• October 18, 2024

Departemen Luar Negeri AS menyetujui kemungkinan penjualan helikopter serang ke PH

MANILA, Filipina – Departemen Luar Negeri AS telah menyetujui kemungkinan penjualan salah satu dari dua jenis helikopter serang kepada pemerintah Filipina, Badan Kerja Sama Keamanan Pertahanan AS (DSCA) mengumumkan di situs webnya Kamis, 30 April (Waktu Pantai Timur AS) . .

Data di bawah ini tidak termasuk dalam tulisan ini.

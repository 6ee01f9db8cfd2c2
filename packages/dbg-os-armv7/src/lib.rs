//! ARMv7-A support for the breakpoint engine.
//!
//! [`Armv7`] patches `bkpt` instructions into a region of code memory, decodes
//! [`ExceptionFrame`]s and edits the interrupt mask they resume with. Thread and context
//! management is kernel specific, so it is delegated to a wrapped [`ExecControl`] implementation.
//!
//! Addresses with bit 0 set refer to Thumb code at the even address below them, the same way
//! interworking branch targets are encoded. Breakpoints in Thumb code must be set on the tagged
//! address.

#![no_std]

use core::ops::Range;

use dbg_os::{
    ExecContext, ExecControl, ExecScope, Instruction, InterruptControl, OpcodeAccess, OsError,
    Successors, ThreadGroup, ThreadId,
};

pub mod cache;
mod decode;
pub mod frame;
#[cfg(all(feature = "critical-section-impl", target_arch = "arm"))]
mod irq;

pub use frame::{ExceptionFrame, ProgramStatus};

use crate::cache::CacheTarget;

/// ARM `bkpt #0`.
pub const ARM_BREAKPOINT: u32 = 0xE120_0070;
/// Thumb `bkpt #0`.
pub const THUMB_BREAKPOINT: u16 = 0xBE00;
/// ARM `nop` (hint form).
pub const ARM_NOP: u32 = 0xE320_F000;
/// Thumb `nop` (hint form).
pub const THUMB_NOP: u16 = 0xBF00;

/// An ARMv7-A processor running a kernel `K`.
#[derive(Debug)]
pub struct Armv7<K> {
    kernel: K,
    code: Range<usize>,
}

impl<K> Armv7<K> {
    /// Creates a platform that may patch instructions inside `code`.
    ///
    /// # Safety
    ///
    /// `code` must be mapped readable and writable for as long as this value exists, and nothing
    /// else may rely on its contents staying unpatched.
    ///
    /// Working out where a return like `pop {pc}` goes reads the trapped thread's stack, so the
    /// stack pointer and base registers of every frame passed to
    /// [`successors`](OpcodeAccess::successors) must point at readable memory.
    pub const unsafe fn new(kernel: K, code: Range<usize>) -> Self {
        Self { kernel, code }
    }

    /// Returns the wrapped kernel.
    pub const fn kernel(&self) -> &K {
        &self.kernel
    }

    /// Returns the wrapped kernel mutably.
    pub const fn kernel_mut(&mut self) -> &mut K {
        &mut self.kernel
    }

    /// Splits a tagged address into a pointer and whether it refers to Thumb code, checking that
    /// the whole instruction lies in patchable memory.
    fn locate(&self, addr: usize) -> Result<(*mut u32, bool), OsError> {
        let thumb = addr & 1 != 0;
        let base = addr & !1;
        let size = if thumb { 2 } else { 4 };

        let aligned = thumb || base % 4 == 0;
        let in_range = base >= self.code.start
            && base
                .checked_add(size)
                .is_some_and(|end| end <= self.code.end);

        if aligned && in_range {
            Ok((base as *mut u32, thumb))
        } else {
            Err(OsError::InvalidAddress { address: addr })
        }
    }
}

impl<K> OpcodeAccess for Armv7<K> {
    type Frame = ExceptionFrame;

    fn read_opcode(&self, addr: usize) -> Result<Instruction, OsError> {
        let (ptr, thumb) = self.locate(addr)?;
        // SAFETY: `locate` only hands out pointers inside the region promised to `new`.
        Ok(unsafe { Instruction::read(ptr, thumb) })
    }

    fn write_opcode(&mut self, addr: usize, opcode: Instruction) -> Result<(), OsError> {
        let (ptr, thumb) = self.locate(addr)?;
        if thumb != opcode.is_thumb() {
            return Err(OsError::InvalidAddress { address: addr });
        }

        // SAFETY: see `read_opcode`.
        unsafe {
            opcode.write_to(ptr);
        }
        cache::sync_instruction(CacheTarget::Address(ptr as usize));

        log::trace!("patched {addr:#x} with {opcode:x?}");
        Ok(())
    }

    fn breakpoint_opcode(&self, addr: usize) -> Result<Instruction, OsError> {
        let (_, thumb) = self.locate(addr)?;
        Ok(if thumb {
            Instruction::Thumb(THUMB_BREAKPOINT)
        } else {
            Instruction::Arm(ARM_BREAKPOINT)
        })
    }

    fn nop_opcode(&self, addr: usize) -> Result<Instruction, OsError> {
        let (_, thumb) = self.locate(addr)?;
        Ok(if thumb {
            Instruction::Thumb(THUMB_NOP)
        } else {
            Instruction::Arm(ARM_NOP)
        })
    }

    fn program_counter(&self, frame: &ExceptionFrame) -> usize {
        frame.tagged_program_counter()
    }

    fn successors(&self, pc: usize, frame: &ExceptionFrame) -> Result<Successors, OsError> {
        let base = pc & !1;
        match self.read_opcode(pc)? {
            Instruction::Arm(opcode) => decode::arm_successors(opcode, base, frame, read_word),
            Instruction::Thumb(first) if decode::is_wide(first) => {
                let Instruction::Thumb(second) = self.read_opcode((base + 2) | 1)? else {
                    return Err(OsError::Failed);
                };
                decode::wide_thumb_successors(first, second, base, frame, read_word)
            }
            Instruction::Thumb(op) => decode::thumb_successors(op, base, frame, read_word),
        }
    }
}

/// Loads a word of data memory on behalf of the decoder.
fn read_word(addr: usize) -> Result<u32, OsError> {
    if addr % 4 != 0 {
        return Err(OsError::InvalidAddress { address: addr });
    }
    // SAFETY: `Armv7::new` requires the memory frames point into to be readable.
    Ok(unsafe { core::ptr::read_volatile(addr as *const u32) })
}

impl<K> InterruptControl for Armv7<K> {
    type InterruptState = bool;

    fn save_interrupts(&self, frame: &ExceptionFrame) -> bool {
        frame.spsr.irq_masked()
    }

    fn disable_interrupts(&mut self, frame: &mut ExceptionFrame) {
        frame.spsr = frame.spsr.with_irq_masked(true);
    }

    fn restore_interrupts(&mut self, frame: &mut ExceptionFrame, masked: bool) {
        frame.spsr = frame.spsr.with_irq_masked(masked);
    }

    fn arm_hardware_step(&mut self, _frame: &mut ExceptionFrame) -> Result<(), OsError> {
        Err(OsError::Unsupported)
    }
}

impl<K: ExecControl<ExceptionFrame>> ExecControl<ExceptionFrame> for Armv7<K> {
    type StackSlot = K::StackSlot;

    fn stop(&mut self, scope: ExecScope) -> Result<(), OsError> {
        self.kernel.stop(scope)
    }

    // Mismatch breakpoints could single-step, but they aren't wired up.
    fn hardware_step_supported(&self) -> bool {
        false
    }

    fn thread_group(&self, thread: ThreadId) -> ThreadGroup {
        self.kernel.thread_group(thread)
    }

    fn current_context(&self) -> Option<ExecContext> {
        self.kernel.current_context()
    }

    fn save_frame(
        &mut self,
        context: ExecContext,
        frame: &mut ExceptionFrame,
    ) -> Result<K::StackSlot, OsError> {
        self.kernel.save_frame(context, frame)
    }
}

#[cfg(test)]
mod test {
    use super::*;

    struct Kernel;

    impl ExecControl<ExceptionFrame> for Kernel {
        type StackSlot = *mut ExceptionFrame;

        fn stop(&mut self, _scope: ExecScope) -> Result<(), OsError> {
            Ok(())
        }

        fn hardware_step_supported(&self) -> bool {
            true
        }

        fn thread_group(&self, _thread: ThreadId) -> ThreadGroup {
            ThreadGroup::Application
        }

        fn current_context(&self) -> Option<ExecContext> {
            Some(ExecContext::Task(ThreadId(1)))
        }

        fn save_frame(
            &mut self,
            _context: ExecContext,
            frame: &mut ExceptionFrame,
        ) -> Result<*mut ExceptionFrame, OsError> {
            Ok(core::ptr::from_mut(frame))
        }
    }

    fn platform(code: &mut [u32]) -> Armv7<Kernel> {
        let range = code.as_mut_ptr_range();
        unsafe { Armv7::new(Kernel, range.start as usize..range.end as usize) }
    }

    #[test]
    fn patches_arm_code_in_place() {
        let mut code = [0xE1A0_0000u32; 4];
        let base = code.as_ptr() as usize;
        let mut armv7 = platform(&mut code);

        let trap = armv7.breakpoint_opcode(base + 4).unwrap();
        assert_eq!(trap, Instruction::Arm(ARM_BREAKPOINT));

        armv7.write_opcode(base + 4, trap).unwrap();
        assert_eq!(armv7.read_opcode(base + 4), Ok(trap));
        assert_eq!(
            armv7.read_opcode(base),
            Ok(Instruction::Arm(0xE1A0_0000))
        );
    }

    #[test]
    fn thumb_addresses_are_tagged() {
        let mut code = [0u32; 2];
        let base = code.as_ptr() as usize;
        let mut armv7 = platform(&mut code);

        assert_eq!(
            armv7.nop_opcode(base + 3),
            Ok(Instruction::Thumb(THUMB_NOP))
        );
        armv7
            .write_opcode(base + 3, Instruction::Thumb(THUMB_BREAKPOINT))
            .unwrap();
        assert_eq!(
            armv7.read_opcode(base + 3),
            Ok(Instruction::Thumb(THUMB_BREAKPOINT))
        );
        assert_eq!(armv7.read_opcode(base + 1), Ok(Instruction::Thumb(0)));

        // An ARM opcode can't go into Thumb code.
        assert!(armv7.write_opcode(base + 1, Instruction::Arm(0)).is_err());
    }

    #[test]
    fn rejects_addresses_outside_the_code_region() {
        let mut code = [0u32; 2];
        let base = code.as_ptr() as usize;
        let armv7 = platform(&mut code);

        assert!(armv7.read_opcode(base + 8).is_err());
        assert!(armv7.read_opcode(base + 2).is_err());
        assert!(armv7.read_opcode(base - 4).is_err());
        assert!(armv7.read_opcode(base + 9).is_err());
    }

    #[test]
    fn successors_follow_branches() {
        // mov r0, r0; b .+8; bne .-8; <thumb: bl .+0x100>
        let mut code = [0xE1A0_0000, 0xEA00_0000, 0x1AFF_FFFC, 0xF87E_F000];
        let base = code.as_ptr() as usize;
        let armv7 = platform(&mut code);
        let frame = ExceptionFrame::default();

        assert_eq!(armv7.successors(base, &frame), Ok([Some(base + 4), None]));
        assert_eq!(armv7.successors(base + 4, &frame), Ok([Some(base + 12), None]));
        assert_eq!(
            armv7.successors(base + 8, &frame),
            Ok([Some(base + 12), Some(base)])
        );
        assert_eq!(
            armv7.successors(base + 13, &frame),
            Ok([Some((base + 12 + 0x100) | 1), None])
        );
    }

    #[test]
    fn successors_read_returns_off_the_stack() {
        // pop {r4, pc}
        let mut code = [0xE8BD_8010u32];
        let base = code.as_ptr() as usize;
        let armv7 = platform(&mut code);

        let stack = [0u32, 0x0380_1235];
        let frame = ExceptionFrame {
            stack_pointer: stack.as_ptr() as usize,
            ..Default::default()
        };
        assert_eq!(
            armv7.successors(base, &frame),
            Ok([Some(0x0380_1235), None])
        );
    }

    #[test]
    fn interrupt_state_lives_in_the_spsr() {
        let mut armv7 = platform(&mut [0u32; 1]);
        let mut frame = ExceptionFrame::default();

        let saved = armv7.save_interrupts(&frame);
        assert!(!saved);

        armv7.disable_interrupts(&mut frame);
        assert!(frame.spsr.irq_masked());

        armv7.restore_interrupts(&mut frame, saved);
        assert!(!frame.spsr.irq_masked());
        assert_eq!(
            armv7.arm_hardware_step(&mut frame),
            Err(OsError::Unsupported)
        );
    }

    #[test]
    fn program_counter_follows_the_thumb_bit() {
        let armv7 = platform(&mut [0u32; 1]);
        let mut frame = ExceptionFrame {
            program_counter: 0x100,
            ..Default::default()
        };
        assert_eq!(armv7.program_counter(&frame), 0x100);

        frame.spsr = frame.spsr.with_thumb(true);
        assert_eq!(armv7.program_counter(&frame), 0x101);
    }

    #[test]
    fn exec_control_is_delegated_except_hardware_step() {
        let mut armv7 = platform(&mut [0u32; 1]);
        assert!(!armv7.hardware_step_supported());
        assert_eq!(
            armv7.current_context(),
            Some(ExecContext::Task(ThreadId(1)))
        );

        let mut frame = ExceptionFrame::default();
        let slot = armv7
            .save_frame(ExecContext::Task(ThreadId(1)), &mut frame)
            .unwrap();
        assert_eq!(slot, &raw mut frame);
    }
}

Pemerintah Filipina sebelumnya telah meminta untuk membeli 6 helikopter serang melalui perjanjian antar pemerintah dengan Amerika Serikat. Artinya, pembelian aset pabrikan swasta oleh pemerintah AS dilakukan melalui program Penjualan Militer Asing (FMS).

Departemen Luar Negeri menyetujui kemungkinan penjualan salah satunya 6 ular berbisa AH-1Z helikopter serang atau 6 Apache AH-64E helikopter serang – namun Filipina belum memutuskan platform mana yang mereka sukai.

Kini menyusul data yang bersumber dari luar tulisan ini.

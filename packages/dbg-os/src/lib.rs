//! Contracts between the breakpoint engine and the system it runs on.
//!
//! The engine never touches instruction memory, registers or the scheduler directly. Everything
//! it needs from the outside world goes through three traits:
//!
//! - [`OpcodeAccess`] reads and patches instruction memory and decodes exception frames.
//! - [`InterruptControl`] edits the interrupt state a frame will resume with.
//! - [`ExecControl`] talks to the kernel about threads and execution contexts.
//!
//! Anything implementing all three is a [`Platform`].

#![no_std]

use core::fmt;

use snafu::Snafu;

mod instruction;

pub use instruction::Instruction;

/// An error reported by a platform collaborator.
#[derive(Debug, Clone, Copy, PartialEq, Eq, Snafu)]
pub enum OsError {
    /// The address does not refer to patchable instruction memory.
    #[snafu(display("no instruction memory at {address:#x}"))]
    InvalidAddress {
        /// The offending address.
        address: usize,
    },
    /// The platform does not support this operation.
    Unsupported,
    /// The execution context is not valid for this operation.
    InvalidContext,
    /// The platform failed to carry out the operation.
    Failed,
}

/// An operating system thread.
#[derive(Debug, Clone, Copy, PartialEq, Eq, Hash, PartialOrd, Ord)]
pub struct ThreadId(pub usize);

impl fmt::Display for ThreadId {
    fn fmt(&self, f: &mut fmt::Formatter<'_>) -> fmt::Result {
        write!(f, "thread {}", self.0)
    }
}

/// The set of execution contexts a breakpoint applies to, or that should be stopped.
#[derive(Debug, Clone, Copy, PartialEq, Eq, Hash)]
pub enum ExecScope {
    /// No context at all.
    None,
    /// Whichever context happens to hit.
    Any,
    /// Every context.
    All,
    /// One specific thread.
    Thread(ThreadId),
}

impl ExecScope {
    const NONE_KEY: usize = usize::MAX;
    const ANY_KEY: usize = usize::MAX - 1;
    const ALL_KEY: usize = usize::MAX - 2;

    /// Returns the key this scope is filed under inside a breakpoint set.
    ///
    /// Thread scopes use the thread's id. The reserved scopes take the top of the `usize` range,
    /// which no kernel hands out as a thread id.
    #[must_use]
    pub const fn key(self) -> usize {
        match self {
            Self::None => Self::NONE_KEY,
            Self::Any => Self::ANY_KEY,
            Self::All => Self::ALL_KEY,
            Self::Thread(ThreadId(id)) => id,
        }
    }

    /// Returns the thread this scope names, if it names one.
    #[must_use]
    pub const fn thread(self) -> Option<ThreadId> {
        match self {
            Self::Thread(thread) => Some(thread),
            _ => None,
        }
    }
}

impl From<ThreadId> for ExecScope {
    fn from(thread: ThreadId) -> Self {
        Self::Thread(thread)
    }
}

/// The kind of code the processor was running when an exception was taken.
#[derive(Debug, Clone, Copy, PartialEq, Eq)]
pub enum ExecContext {
    /// A schedulable task.
    Task(ThreadId),
    /// A high-level interrupt service routine.
    Hisr(ThreadId),
    /// Something the kernel can't classify, e.g. a corrupted control block.
    Unrecognized,
}

impl ExecContext {
    /// Returns the thread backing this context.
    #[must_use]
    pub const fn thread(self) -> Option<ThreadId> {
        match self {
            Self::Task(thread) | Self::Hisr(thread) => Some(thread),
            Self::Unrecognized => None,
        }
    }
}

/// Which part of the system a thread belongs to.
#[derive(Debug, Clone, Copy, PartialEq, Eq, Default)]
pub enum ThreadGroup {
    /// Kernel and debug agent threads. These are never suspended by a breakpoint.
    System,
    /// Everything else.
    #[default]
    Application,
}

/// Why a hit callback is being called.
#[derive(Debug, Clone, Copy, PartialEq, Eq)]
pub enum HitEvent {
    /// A breakpoint was hit.
    Hit,
    /// A single-step completed.
    Step,
}

/// Called after a breakpoint has stopped execution.
pub type HitFn = fn(thread: ThreadId, event: HitEvent, param: usize);

/// Decides whether a conditional breakpoint should stop execution.
pub type EvalFn = fn(param: usize) -> bool;

/// The addresses execution may continue at after the current instruction.
///
/// The first entry is the fallthrough. The second is only present when the instruction can
/// branch.
pub type Successors = [Option<usize>; 2];

/// Access to instruction memory and to the program counter of an exception frame.
pub trait OpcodeAccess {
    /// The register frame saved on exception entry.
    type Frame;

    /// Reads the instruction at `addr`.
    ///
    /// # Errors
    ///
    /// - [`OsError::InvalidAddress`] if `addr` is not instruction memory.
    fn read_opcode(&self, addr: usize) -> Result<Instruction, OsError>;

    /// Replaces the instruction at `addr`, making the change visible to instruction fetch.
    ///
    /// # Errors
    ///
    /// - [`OsError::InvalidAddress`] if `addr` is not instruction memory.
    fn write_opcode(&mut self, addr: usize, opcode: Instruction) -> Result<(), OsError>;

    /// Returns the trap instruction to patch into `addr`.
    ///
    /// # Errors
    ///
    /// - [`OsError::InvalidAddress`] if `addr` is not instruction memory.
    fn breakpoint_opcode(&self, addr: usize) -> Result<Instruction, OsError>;

    /// Returns an instruction that does nothing, suitable for `addr`.
    ///
    /// # Errors
    ///
    /// - [`OsError::InvalidAddress`] if `addr` is not instruction memory.
    fn nop_opcode(&self, addr: usize) -> Result<Instruction, OsError>;

    /// Returns the address of the instruction the frame will resume at.
    fn program_counter(&self, frame: &Self::Frame) -> usize;

    /// Works out where execution goes after the instruction at `pc`.
    ///
    /// # Errors
    ///
    /// - [`OsError::InvalidAddress`] if the instruction at `pc` can't be decoded.
    fn successors(&self, pc: usize, frame: &Self::Frame) -> Result<Successors, OsError>;
}

/// Control over the interrupt state of an exception frame.
pub trait InterruptControl: OpcodeAccess {
    /// A saved interrupt state.
    type InterruptState: Copy + fmt::Debug;

    /// Returns the interrupt state the frame would resume with.
    fn save_interrupts(&self, frame: &Self::Frame) -> Self::InterruptState;

    /// Makes the frame resume with interrupts disabled.
    fn disable_interrupts(&mut self, frame: &mut Self::Frame);

    /// Makes the frame resume with a previously saved interrupt state.
    fn restore_interrupts(&mut self, frame: &mut Self::Frame, state: Self::InterruptState);

    /// Arms a hardware single-step trap that fires after the frame resumes.
    ///
    /// # Errors
    ///
    /// - [`OsError::Unsupported`] if the processor has no single-step facility.
    fn arm_hardware_step(&mut self, frame: &mut Self::Frame) -> Result<(), OsError>;
}

/// The kernel's side of execution control.
///
/// This is generic over the frame type so architecture support and kernel support can live in
/// different crates.
pub trait ExecControl<F> {
    /// Where a context's saved stack pointer lives.
    type StackSlot;

    /// Stops the given contexts.
    ///
    /// # Errors
    ///
    /// - [`OsError::InvalidContext`] if the scope doesn't name a stoppable context.
    fn stop(&mut self, scope: ExecScope) -> Result<(), OsError>;

    /// Returns whether the processor can trap after a single instruction.
    fn hardware_step_supported(&self) -> bool;

    /// Returns the group a thread belongs to.
    fn thread_group(&self, thread: ThreadId) -> ThreadGroup;

    /// Returns the context the processor was running when the current exception was taken.
    fn current_context(&self) -> Option<ExecContext>;

    /// Records `frame` as the saved stack pointer of `context` and returns where it was stored.
    ///
    /// # Errors
    ///
    /// - [`OsError::InvalidContext`] for [`ExecContext::Unrecognized`].
    fn save_frame(&mut self, context: ExecContext, frame: &mut F)
    -> Result<Self::StackSlot, OsError>;
}

/// Everything the breakpoint engine needs from its host.
pub trait Platform:
    OpcodeAccess + InterruptControl + ExecControl<<Self as OpcodeAccess>::Frame>
{
}

impl<T> Platform for T where
    T: OpcodeAccess + InterruptControl + ExecControl<<T as OpcodeAccess>::Frame>
{
}

/// The stack slot type of a [`Platform`].
pub type StackSlot<P> = <P as ExecControl<<P as OpcodeAccess>::Frame>>::StackSlot;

“Filipina sedang mempertimbangkan AH-1Z (Viper) atau AH-64E (Apache) untuk memodernisasi kemampuan helikopter serangnya. Penjualan yang diusulkan akan membantu Filipina dalam mengembangkan dan mempertahankan pertahanan diri yang kuat, anti-terorisme, dan perlindungan infrastruktur penting,” kata DSCA.

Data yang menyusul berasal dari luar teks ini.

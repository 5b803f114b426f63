// SPDX-License-Identifier: BUSL-1.1
// Copyright (c) 2026 Alfred Jean LLC

//! Time sources for queue bookkeeping and result timestamps
//!
//! The queue measures wait and processing times with monotonic instants.
//! Results and progress snapshots carry wall-clock timestamps. Both come
//! from one [`Clock`], so a [`FakeClock`] drives all of them in tests.

use chrono::{DateTime, TimeDelta, Utc};
use std::sync::{Arc, Mutex, MutexGuard};
use std::time::{Duration, Instant};

pub trait Clock: Clone + Send + Sync {
    /// Monotonic instant for measuring durations
    fn now(&self) -> Instant;

    /// Wall-clock time for outward-facing timestamps
    fn utc_now(&self) -> DateTime<Utc>;

    /// Time elapsed since `earlier`, saturating at zero
    fn since(&self, earlier: Instant) -> Duration {
        self.now().saturating_duration_since(earlier)
    }
}

#[derive(Clone, Copy, Debug, Default)]
pub struct SystemClock;

impl Clock for SystemClock {
    fn now(&self) -> Instant {
        Instant::now()
    }

    fn utc_now(&self) -> DateTime<Utc> {
        Utc::now()
    }
}

/// Manually advanced clock; clones share the same time
#[derive(Clone, Debug)]
pub struct FakeClock {
    time: Arc<Mutex<FakeTime>>,
}

#[derive(Debug)]
struct FakeTime {
    instant: Instant,
    wall: DateTime<Utc>,
}

impl FakeClock {
    pub fn new() -> Self {
        Self::starting_at(Utc::now())
    }

    /// Clock whose wall time starts at `wall`
    pub fn starting_at(wall: DateTime<Utc>) -> Self {
        Self {
            time: Arc::new(Mutex::new(FakeTime {
                instant: Instant::now(),
                wall,
            })),
        }
    }

    /// Move both time lines forward by `step`
    pub fn advance(&self, step: Duration) {
        let mut time = self.lock();
        time.instant += step;
        time.wall = TimeDelta::from_std(step)
            .ok()
            .and_then(|delta| time.wall.checked_add_signed(delta))
            .unwrap_or(DateTime::<Utc>::MAX_UTC);
    }

    fn lock(&self) -> MutexGuard<'_, FakeTime> {
        self.time.lock().unwrap_or_else(|e| e.into_inner())
    }
}

impl Default for FakeClock {
    fn default() -> Self {
        Self::new()
    }
}

impl Clock for FakeClock {
    fn now(&self) -> Instant {
        self.lock().instant
    }

    fn utc_now(&self) -> DateTime<Utc> {
        self.lock().wall
    }
}

#[cfg(test)]
#[path = "clock_tests.rs"]
mod tests;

Salah satu perbedaan besar adalah harganya. Paket yang mencakup 6 helikopter Viper, peralatan, senjata, suku cadang, pelatihan, dukungan, dan layanan lainnya diperkirakan bernilai $450 juta, atau sekitar P22,7 miliar dengan nilai tukar saat ini.

Paket untuk 6 helikopter Apache dilengkapi dengan daftar peralatan dan senjata yang lebih panjang, dan harganya jauh lebih tinggi, sekitar $1,5 miliar, atau sekitar P75,8 miliar dengan nilai tukar saat ini.

Bell Helicopters yang berbasis di Texas dan General Electric (GE) yang berbasis di Massachusetts akan menjadi kontraktor utama untuk helikopter AH-1Z Viper. Paket ini akan mencakup 14 mesin GE T700-401C, 7 Honeywell Embedded Global Positioning Systems/Inertial Navigation dengan Precise Positioning Service, 6 rudal AGM-114 Hellfire II dan 26 peluru serba guna Advanced Precision Kill Weapon System.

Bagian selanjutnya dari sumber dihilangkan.